Meu querido jornalzinho...



Poucos sabem, mas enquanto publicitária, nunca fui chegada à uma agência de Publicidade. Apesar de ter trabalhado em duas no Rio, meu negócio sempre foi veículo. Com bons anos no Jornal do Brasil e no O Globo (e uma desistência, por preferir ir morar em Salvador na época, do Jornal O Dia), vi que mídia impressa é minha paixão. Ontem li uma matéria que me deixou tristinha, mas já esperava isso há tempos: o faturamento publicitário cresceu (em 1 bilhão e alguns trocados) , menos para o jornal.  Perda de share de 3% ( o que é muito com tanta da concorrência), o jornal baixou faturamento notoriamente com queda de 14%. 
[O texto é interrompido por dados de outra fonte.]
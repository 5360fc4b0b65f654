//! Assembly of the final text block.
//!
//! Lines are produced in a fixed order: title block, heading block, data
//! rows, bottom border. Border lines that come out blank are dropped;
//! content lines are always written, even when they only contain spaces.

use crate::align::{Alignment, align};
use crate::cell::CellValue;
use crate::cells::{truncate, visible_len};
use crate::layout::{ColumnFormats, column_widths, content_area, format_of};
use crate::rows::physical_rows;
use crate::style::{BorderStyle, SectionStyle};

/// Borrowed view of everything needed to draw a table.
#[derive(Debug, Clone, Copy)]
pub(crate) struct Renderer<'a> {
    pub title: &'a str,
    pub title_align: Alignment,
    pub heading: &'a [CellValue],
    pub heading_align: Alignment,
    pub rows: &'a [Vec<CellValue>],
    pub formats: &'a ColumnFormats,
    pub margin: usize,
    pub justify: bool,
    pub style: &'a BorderStyle,
}

impl Renderer<'_> {
    pub fn render(&self) -> String {
        let widths = column_widths(self.heading, self.rows, self.formats, self.margin, self.justify);
        let style = self.style;

        let mut out = String::new();

        if self.title.is_empty() {
            push_border(&mut out, &style.top, &widths);
        } else {
            let table_width = table_width(&widths, &style.data.col_separator);

            let over_title =
                SectionStyle::new(&*style.top.left, &*style.top.center, &*style.top.right, "");
            push_border(&mut out, &over_title, &[table_width]);

            let title = align(self.title_align, self.title, table_width, " ");
            out.push_str(&style.data.left);
            out.push_str(&title);
            out.push_str(&style.data.right);
            out.push('\n');

            if !style.top.center.is_empty() || !style.top.col_separator.is_empty() {
                let divider = SectionStyle::new(
                    &*style.middle.left,
                    &*style.top.center,
                    &*style.middle.right,
                    &*style.top.col_separator,
                );
                push_border(&mut out, &divider, &widths);
            }
        }

        if !self.heading.is_empty() {
            self.push_row(&mut out, self.heading, &widths, |_| self.heading_align);
            push_border(&mut out, &style.middle, &widths);
        }

        for row in self.rows {
            self.push_row(&mut out, row, &widths, |col| format_of(self.formats, col).align);
        }

        push_border(&mut out, &style.bottom, &widths);
        out
    }

    fn push_row(
        &self,
        out: &mut String,
        cells: &[CellValue],
        widths: &[usize],
        alignment: impl Fn(usize) -> Alignment,
    ) {
        let margin = " ".repeat(self.margin);
        let data = &self.style.data;

        for line in physical_rows(cells, widths, self.formats, self.margin) {
            let rendered: Vec<String> = line
                .iter()
                .zip(widths)
                .enumerate()
                .map(|(col, (value, &width))| {
                    let area = content_area(width, self.margin);
                    let aligned = align(alignment(col), value, area, " ");
                    format!("{margin}{}{margin}", truncate(&aligned, area))
                })
                .collect();
            out.push_str(&data.content_line(&rendered));
            out.push('\n');
        }
    }
}

/// Total width between the left and right border glyphs.
fn table_width(widths: &[usize], col_separator: &str) -> usize {
    if widths.is_empty() {
        return 0;
    }
    widths.iter().sum::<usize>() + (widths.len() - 1) * visible_len(col_separator)
}

fn push_border(out: &mut String, section: &SectionStyle, widths: &[usize]) {
    if let Some(line) = section.horizontal_line(widths) {
        out.push_str(&line);
        out.push('\n');
    }
}
//! A tour of the table API: margins, styles, widths, wrapping and custom styles.
//!
//! Run with: cargo run --example samples

use asciitable::prelude::*;

fn show(label: &str, table: &Table) {
    println!("{label}:\n{table}");
}

fn main() {
    let mut table = Table::new("Sample table");
    table
        .set_heading(["Name", "Age", "Eye color"])
        .set_align_center(3)
        .add_rows(vec![
            row!["John", 23, "green"],
            row!["Mary", 16, "brown"],
            row!["Rita", 47, "blue"],
            row!["Peter", 8, "brown"],
        ]);
    show("initial table", &table);

    table.set_cell_margin(0);
    show("cell margin = 0", &table);
    table.set_cell_margin(2);
    show("cell margin = 2", &table);
    table.set_cell_margin(1);

    for name in ["none", "compact", "ascii-table", "ramac", "unicode-single", "unicode-double"] {
        table.set_style(name);
        show(name, &table);
    }

    table.set_style("ramac").set_width(1, 10);
    show("name width = 10", &table);
    table.set_width(1, 5);
    show("name width = 5", &table);

    table.set_widths([10, 8, 12]);
    show("multiple widths = [10, 8, 12]", &table);

    table.set_width(3, 6).set_wrapped(3, true);
    show("eye color wrapped at 6", &table);
    table.set_wrapped(3, false).set_width(3, 0);

    table.add_style(BorderStyle::new(
        "rounded",
        SectionStyle::new(".", "-", ".", "."),
        SectionStyle::new(":", "-", ":", "+"),
        SectionStyle::new("'", "-", "'", "'"),
        SectionStyle::new("|", " ", "|", "|"),
    ));
    table.set_style("rounded");
    show("rounded style", &table);

    show("transposed", &table.transpose());

    table.sort_column_desc(2);
    show("sorted by age, descending", &table);

    table.set_title("").set_heading(row![]).set_style("ramac");
    show("no title/heading", &table);

    match table.to_json_pretty() {
        Ok(json) => println!("as JSON:\n{json}"),
        Err(err) => eprintln!("serialization failed: {err}"),
    }
}
impl Table {
    /// Create an empty table with the given title.
    #[must_use]
    pub fn new(title: impl Into<String>) -> Self {
        let mut table = Self::default();
        table.title = title.into();
        table
    }

    /// Create an empty table that looks up styles in `catalog`.
    #[must_use]
    pub fn with_catalog(catalog: StyleCatalog) -> Self {
        let style = catalog.find_or_default(DEFAULT_STYLE).clone();
        Self {
            title: String::new(),
            title_align: Alignment::Center,
            heading: Vec::new(),
            heading_align: Alignment::Center,
            rows: Vec::new(),
            formats: ColumnFormats::new(),
            margin: DEFAULT_MARGIN,
            justify: false,
            catalog,
            style,
        }
    }

    // --- title -------------------------------------------------------------

    pub fn set_title(&mut self, title: impl Into<String>) -> &mut Self {
        self.title = title.into();
        self
    }

    #[must_use]
    pub fn title(&self) -> &str {
        &self.title
    }

    pub fn set_title_align(&mut self, align: Alignment) -> &mut Self {
        self.title_align = align;
        self
    }

    pub fn set_title_align_left(&mut self) -> &mut Self {
        self.set_title_align(Alignment::Left)
    }

    pub fn set_title_align_right(&mut self) -> &mut Self {
        self.set_title_align(Alignment::Right)
    }

    pub fn set_title_align_center(&mut self) -> &mut Self {
        self.set_title_align(Alignment::Center)
    }

    #[must_use]
    pub fn title_align(&self) -> Alignment {
        self.title_align
    }

    // --- heading -----------------------------------------------------------

    /// Replace the heading. An empty heading hides the heading block.
    pub fn set_heading<I, T>(&mut self, heading: I) -> &mut Self
    where
        I: IntoIterator<Item = T>,
        T: Into<CellValue>,
    {
        self.heading = heading.into_iter().map(Into::into).collect();
        self
    }

    #[must_use]
    pub fn heading(&self) -> &[CellValue] {
        &self.heading
    }

    pub fn set_heading_align(&mut self, align: Alignment) -> &mut Self {
        self.heading_align = align;
        self
    }

    pub fn set_heading_align_left(&mut self) -> &mut Self {
        self.set_heading_align(Alignment::Left)
    }

    pub fn set_heading_align_right(&mut self) -> &mut Self {
        self.set_heading_align(Alignment::Right)
    }

    pub fn set_heading_align_center(&mut self) -> &mut Self {
        self.set_heading_align(Alignment::Center)
    }

    #[must_use]
    pub fn heading_align(&self) -> Alignment {
        self.heading_align
    }

    // --- rows --------------------------------------------------------------

    /// Append a row.
    pub fn add_row<I, T>(&mut self, cells: I) -> &mut Self
    where
        I: IntoIterator<Item = T>,
        T: Into<CellValue>,
    {
        self.rows.push(cells.into_iter().map(Into::into).collect());
        self
    }

    /// Append a row only if at least one of its cells is a non-zero number.
    pub fn add_non_zero_row<I, T>(&mut self, cells: I) -> &mut Self
    where
        I: IntoIterator<Item = T>,
        T: Into<CellValue>,
    {
        let row: Vec<CellValue> = cells.into_iter().map(Into::into).collect();
        if row.iter().any(CellValue::is_non_zero_number) {
            self.rows.push(row);
        } else {
            log::debug!("skipping row without non-zero numbers: {row:?}");
        }
        self
    }

    /// Append several rows at once.
    pub fn add_rows<R, I, T>(&mut self, rows: R) -> &mut Self
    where
        R: IntoIterator<Item = I>,
        I: IntoIterator<Item = T>,
        T: Into<CellValue>,
    {
        for row in rows {
            self.add_row(row);
        }
        self
    }

    #[must_use]
    pub fn rows(&self) -> &[Vec<CellValue>] {
        &self.rows
    }

    /// Cell at a 1-based `(row, col)` position.
    #[must_use]
    pub fn cell(&self, row: usize, col: usize) -> Option<&CellValue> {
        let row = self.rows.get(row.checked_sub(1)?)?;
        row.get(col.checked_sub(1)?)
    }

    /// Overwrite the cell at a 1-based `(row, col)` position.
    ///
    /// Rows shorter than `col` are extended with empty cells.
    ///
    /// # Errors
    ///
    /// Returns [`TableError::RowOutOfRange`] if `row` does not exist and
    /// [`TableError::ColumnOutOfRange`] if `col` is past [`MAX_COLUMNS`].
    pub fn set_cell(
        &mut self,
        row: usize,
        col: usize,
        value: impl Into<CellValue>,
    ) -> Result<&mut Self> {
        let rows = self.rows.len();
        let cells = row
            .checked_sub(1)
            .and_then(|idx| self.rows.get_mut(idx))
            .ok_or(TableError::RowOutOfRange { row, rows })?;
        if col > MAX_COLUMNS {
            return Err(TableError::ColumnOutOfRange { col, max: MAX_COLUMNS });
        }

        match col.checked_sub(1) {
            Some(idx) => {
                if cells.len() <= idx {
                    cells.resize(idx + 1, CellValue::Empty);
                }
                cells[idx] = value.into();
            }
            None => log::debug!("ignoring set_cell on column 0"),
        }
        Ok(self)
    }

    /// Remove all rows, keeping title, heading and formatting.
    pub fn clear_rows(&mut self) -> &mut Self {
        self.rows.clear();
        self
    }

    /// Reset everything except the style catalog.
    pub fn clear(&mut self) -> &mut Self {
        let catalog = std::mem::replace(&mut self.catalog, StyleCatalog::empty());
        *self = Self::with_catalog(catalog);
        self
    }

    // --- column formats ----------------------------------------------------

    fn update_format(&mut self, col: usize, update: impl FnOnce(&mut ColumnFormat)) {
        let Some(idx) = col.checked_sub(1) else {
            log::debug!("ignoring format change on column 0");
            return;
        };
        if idx >= MAX_COLUMNS {
            log::debug!("ignoring format change on column {col} (max {MAX_COLUMNS})");
            return;
        }
        let format = self.formats.entry(idx).or_default();
        update(format);
        if format.is_default() {
            self.formats.remove(&idx);
        }
    }

    fn format(&self, col: usize) -> ColumnFormat {
        col.checked_sub(1)
            .map(|idx| format_of(&self.formats, idx))
            .unwrap_or_default()
    }

    /// Number of columns covered by the plural format getters.
    fn format_span(&self) -> usize {
        self.formats.keys().next_back().map_or(0, |&idx| idx + 1)
    }

    fn format_columns<T>(&self, get: impl Fn(&ColumnFormat) -> T) -> Vec<T> {
        (0..self.format_span())
            .map(|idx| get(&format_of(&self.formats, idx)))
            .collect()
    }

    /// Set an explicit width (margins included). A width of 0 clears it.
    pub fn set_width(&mut self, col: usize, width: usize) -> &mut Self {
        self.update_format(col, |format| {
            format.width = (width > 0).then_some(width);
        });
        self
    }

    #[must_use]
    pub fn width(&self, col: usize) -> Option<usize> {
        self.format(col).width
    }

    /// Replace every explicit width; `widths[0]` applies to column 1.
    pub fn set_widths(&mut self, widths: impl IntoIterator<Item = usize>) -> &mut Self {
        for format in self.formats.values_mut() {
            format.width = None;
        }
        self.formats.retain(|_, format| !format.is_default());
        for (idx, width) in widths.into_iter().take(MAX_COLUMNS).enumerate() {
            self.set_width(idx + 1, width);
        }
        self
    }

    #[must_use]
    pub fn widths(&self) -> Vec<Option<usize>> {
        self.format_columns(|format| format.width)
    }

    pub fn set_align(&mut self, col: usize, align: Alignment) -> &mut Self {
        self.update_format(col, |format| format.align = align);
        self
    }

    pub fn set_align_left(&mut self, col: usize) -> &mut Self {
        self.set_align(col, Alignment::Left)
    }

    pub fn set_align_right(&mut self, col: usize) -> &mut Self {
        self.set_align(col, Alignment::Right)
    }

    pub fn set_align_center(&mut self, col: usize) -> &mut Self {
        self.set_align(col, Alignment::Center)
    }

    #[must_use]
    pub fn align(&self, col: usize) -> Alignment {
        self.format(col).align
    }

    /// Replace every column alignment; `aligns[0]` applies to column 1.
    pub fn set_aligns(&mut self, aligns: impl IntoIterator<Item = Alignment>) -> &mut Self {
        for format in self.formats.values_mut() {
            format.align = Alignment::Auto;
        }
        self.formats.retain(|_, format| !format.is_default());
        for (idx, align) in aligns.into_iter().take(MAX_COLUMNS).enumerate() {
            self.set_align(idx + 1, align);
        }
        self
    }

    #[must_use]
    pub fn aligns(&self) -> Vec<Alignment> {
        self.format_columns(|format| format.align)
    }

    /// Enable or disable wrapping for a column. Wrapping only applies to
    /// columns that also have an explicit width.
    pub fn set_wrapped(&mut self, col: usize, wrapped: bool) -> &mut Self {
        self.update_format(col, |format| format.wrapped = wrapped);
        self
    }

    #[must_use]
    pub fn is_wrapped(&self, col: usize) -> bool {
        self.format(col).wrapped
    }

    /// Replace every wrapping flag; `wrappings[0]` applies to column 1.
    pub fn set_wrappings(&mut self, wrappings: impl IntoIterator<Item = bool>) -> &mut Self {
        for format in self.formats.values_mut() {
            format.wrapped = false;
        }
        self.formats.retain(|_, format| !format.is_default());
        for (idx, wrapped) in wrappings.into_iter().take(MAX_COLUMNS).enumerate() {
            self.set_wrapped(idx + 1, wrapped);
        }
        self
    }

    #[must_use]
    pub fn wrappings(&self) -> Vec<bool> {
        self.format_columns(|format| format.wrapped)
    }

    // --- margin, justify ---------------------------------------------------

    /// Spaces on each side of every cell's content.
    pub fn set_cell_margin(&mut self, margin: usize) -> &mut Self {
        self.margin = margin;
        self
    }

    #[must_use]
    pub fn cell_margin(&self) -> usize {
        self.margin
    }

    /// Give every column the width of the widest one.
    pub fn set_justify(&mut self, justify: bool) -> &mut Self {
        self.justify = justify;
        self
    }

    #[must_use]
    pub fn is_justify(&self) -> bool {
        self.justify
    }

    // --- styles ------------------------------------------------------------

    /// Select a border style by name. Unknown names select `ramac`.
    pub fn set_style(&mut self, name: &str) -> &mut Self {
        self.style = self.catalog.find_or_default(name).clone();
        self
    }

    #[must_use]
    pub fn style(&self) -> &BorderStyle {
        &self.style
    }

    /// Every style this table can select, in catalog order.
    #[must_use]
    pub fn styles(&self) -> Vec<BorderStyle> {
        self.catalog.list()
    }

    #[must_use]
    pub fn catalog(&self) -> &StyleCatalog {
        &self.catalog
    }

    /// Register a style with this table, replacing one of the same name.
    ///
    /// The style is not validated; see [`Table::try_add_style`].
    pub fn add_style(&mut self, style: BorderStyle) -> &mut Self {
        if style.name == self.style.name {
            self.style = style.clone();
        }
        self.catalog.add(style);
        self
    }

    /// Validate and register a style.
    ///
    /// # Errors
    ///
    /// Returns [`TableError::InvalidStyle`] if [`BorderStyle::validate`] fails.
    pub fn try_add_style(&mut self, style: BorderStyle) -> Result<&mut Self> {
        style.validate()?;
        Ok(self.add_style(style))
    }

    /// Switch to the borderless `none` style.
    pub fn remove_border(&mut self) -> &mut Self {
        self.set_style(NO_BORDER_STYLE)
    }

    // --- sorting -----------------------------------------------------------

    /// Stable sort of the rows with a whole-row comparator.
    pub fn sort_by<F>(&mut self, mut compare: F) -> &mut Self
    where
        F: FnMut(&[CellValue], &[CellValue]) -> Ordering,
    {
        self.rows.sort_by(|a, b| compare(a.as_slice(), b.as_slice()));
        self
    }

    /// Sort rows by all their cells, left to right.
    pub fn sort(&mut self) -> &mut Self {
        self.sort_by(|a, b| {
            let len = a.len().max(b.len());
            (0..len)
                .map(|idx| {
                    let left = a.get(idx).unwrap_or(&EMPTY_CELL);
                    let right = b.get(idx).unwrap_or(&EMPTY_CELL);
                    left.compare(right)
                })
                .find(|ordering| ordering.is_ne())
                .unwrap_or(Ordering::Equal)
        })
    }

    /// Stable sort of the rows by one 1-based column with a cell comparator.
    pub fn sort_column_by<F>(&mut self, col: usize, mut compare: F) -> &mut Self
    where
        F: FnMut(&CellValue, &CellValue) -> Ordering,
    {
        let Some(idx) = col.checked_sub(1) else {
            log::debug!("ignoring sort on column 0");
            return self;
        };
        self.rows.sort_by(|a, b| {
            compare(
                a.get(idx).unwrap_or(&EMPTY_CELL),
                b.get(idx).unwrap_or(&EMPTY_CELL),
            )
        });
        self
    }

    /// Sort rows ascending by one column.
    pub fn sort_column(&mut self, col: usize) -> &mut Self {
        self.sort_column_by(col, CellValue::compare)
    }

    /// Sort rows descending by one column.
    pub fn sort_column_desc(&mut self, col: usize) -> &mut Self {
        self.sort_column_by(col, |a, b| b.compare(a))
    }

    // --- transpose ---------------------------------------------------------

    /// Swap rows and columns into a new table.
    ///
    /// Each original row becomes a column. When a heading is set it becomes
    /// the first column, so `transposed.cell(r, c + 1)` equals
    /// `self.cell(c, r)`; without one `transposed.cell(r, c)` equals
    /// `self.cell(c, r)`. Title, alignments of title and heading, margin,
    /// justify and style carry over; column formats do not.
    #[must_use]
    pub fn transpose(&self) -> Self {
        let mut transposed = Self::with_catalog(self.catalog.clone());
        transposed.title.clone_from(&self.title);
        transposed.title_align = self.title_align;
        transposed.heading_align = self.heading_align;
        transposed.margin = self.margin;
        transposed.justify = self.justify;
        transposed.style = self.style.clone();

        let columns = column_count(&self.heading, &self.rows);
        let heading = (!self.heading.is_empty()).then_some(&self.heading);
        transposed.rows = (0..columns)
            .map(|idx| {
                heading
                    .into_iter()
                    .chain(&self.rows)
                    .map(|cells| cells.get(idx).cloned().unwrap_or_default())
                    .collect()
            })
            .collect();

        transposed
    }

    // --- output ------------------------------------------------------------

    /// Render the table into a `\n`-terminated block of lines.
    #[must_use]
    pub fn render(&self) -> String {
        Renderer {
            title: &self.title,
            title_align: self.title_align,
            heading: &self.heading,
            heading_align: self.heading_align,
            rows: &self.rows,
            formats: &self.formats,
            margin: self.margin,
            justify: self.justify,
            style: &self.style,
        }
        .render()
    }
}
Como a velha piada do português, aquela que todos conhecemos, já era de se esperar que a Internet fosse a campeã de crescimento (apesar de eu ainda não me dobrar, por exemplo, à eficiência do Twitter). Enfim, TV aberta, por assinatura, revista, mídia externa, tudo cresceu e bastante! E por incrível que me pareça, a TV aberta cresceu mais que a fechada. Bom, a única mídia que se manteve igual foram as salas de cinema...portanto ainda existe vida por lá!